During the hearing, Christian referred to Copeland as “Dr. Copeland,” although he does not have a medical degree or a PhD. Copeland does hold a juris doctorate and was briefly assistant attorney general for the small island nation the Republic of Pulau in the western Pacific Ocean.
Copeland recommended using restraints or some type of paralyzing agent to keep the condemned from twitching and convulsing during executions.
“That’s the type of thing you’re going to have to deal with if you want to be in this business at all,” he said.
Copeland said he tried to seek input with medical doctors for the study, but those willing to participate later backed out for fear of losing their licenses or hospital privileges.
During the hearing, state lawmakers also watched a BBC television documentary called “How to Kill a Human Being” and heard testimony from a World War II veteran who experienced hypoxia as an airplane pilot flying at high altitude.
In the documentary, British journalist and former Member of Parliament Michael Portillo demonstrates various methods of execution, including electrocuting a pig carcass and simulating a hanging with a crash test dummy.
During the next legislative session, the Oklahoma lawmakers passed a bill allowing the state to use nitrogen as an alternate form of execution if lethal injection was ruled unconstitutional or drugs needed to carry out the procedure were not available.
Copeland did not respond to The Frontier’s request for an interview, but it appears his study has also been cited in a report on execution methods by prison officials in Louisiana — another state that is also considering switching to nitrogen.

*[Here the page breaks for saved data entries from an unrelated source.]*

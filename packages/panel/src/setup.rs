//! Process-wide setup for the `voice-panel` binary.

use tracing_subscriber::{EnvFilter, layer::SubscriberExt, util::SubscriberInitExt};

/// Install the tracing subscriber.
///
/// `RUST_LOG` still applies; `debug` raises the crate's own level. Calling
/// this twice is harmless, the second call is ignored.
pub fn init_tracing(debug: bool) -> Result<(), String> {
    let directive = if debug {
        "voice_panel=debug"
    } else {
        "voice_panel=info"
    };

    let _ = tracing_subscriber::registry()
        .with(
            EnvFilter::from_default_env().add_directive(
                directive
                    .parse()
                    .map_err(|e| format!("Failed to parse tracing directive: {e}"))?,
            ),
        )
        .with(tracing_subscriber::fmt::layer().with_target(false))
        .try_init();

    Ok(())
}
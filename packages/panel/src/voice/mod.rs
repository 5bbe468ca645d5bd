//! Voice cloning: the model capability trait, the caching adapter in front of
//! it, and the HTTP backend.

use std::path::PathBuf;

pub mod cloner;
pub mod elevenlabs;
pub mod model;

pub use cloner::{SUPPORTED_SAMPLE_EXTENSIONS, VoiceCloner, validate_reference_sample};
pub use elevenlabs::{ElevenLabsVoiceModel, language_code};
pub use model::VoiceModel;

/// Errors that can occur while cloning voices or synthesising speech
#[derive(Debug, thiserror::Error)]
pub enum VoiceError {
    #[error("voice '{0}' not loaded; load its reference sample first")]
    VoiceNotLoaded(String),

    #[error("unusable reference sample {}: {reason}", path.display())]
    ReferenceSample { path: PathBuf, reason: String },

    #[error("invalid configuration: {0}")]
    Configuration(String),

    #[error("http error: {0}")]
    Http(#[from] reqwest::Error),

    #[error("voice api returned {status}: {body}")]
    Api { status: u16, body: String },

    #[error("i/o error: {0}")]
    Io(#[from] std::io::Error),

    #[error("speech synthesis failed: {0}")]
    Synthesis(String),

    #[error("failed to save speech: {0}")]
    Audio(#[from] crate::audio::AudioError),
}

Robert Dunham, executive director of the Death Penalty Information Center, a nonprofit critical of capital punishment, said nitrogen hypoxia is not even recommended for the euthanasia in animals and questioned some of the East Central University study’s findings.
“I’m not saying nitrogen will or won’t work. What I’m saying is that the supposed study isn’t a study, isn’t science, and certainly isn’t serious science,” Dunham said.
The Oklahoma Department of Corrections declined to answer The Frontier’s questions about whether the East Central University study informed any of the department’s recent decision to make nitrogen the state’s primary execution method.
At a press conference on Wednesday, Oklahoma Attorney General Mike Hunter told reporters that the state was still in the beginning stages of deciding how to carry out executions using nitrogen.
“The thought is that a mask needs to be developed and that will be a careful, precise process,” Hunter told reporters.
Clarification: This story was updated to reflect that the findings of the East Central University study were reviewed by members of the Oklahoma Legislature in 2014 before later enacting a law to allow for execution by nitrogen hypoxia, but it’s unclear whether the information was considered as part of Oklahoma’s recent decision to develop a protocol using it as the state’s primary execution method.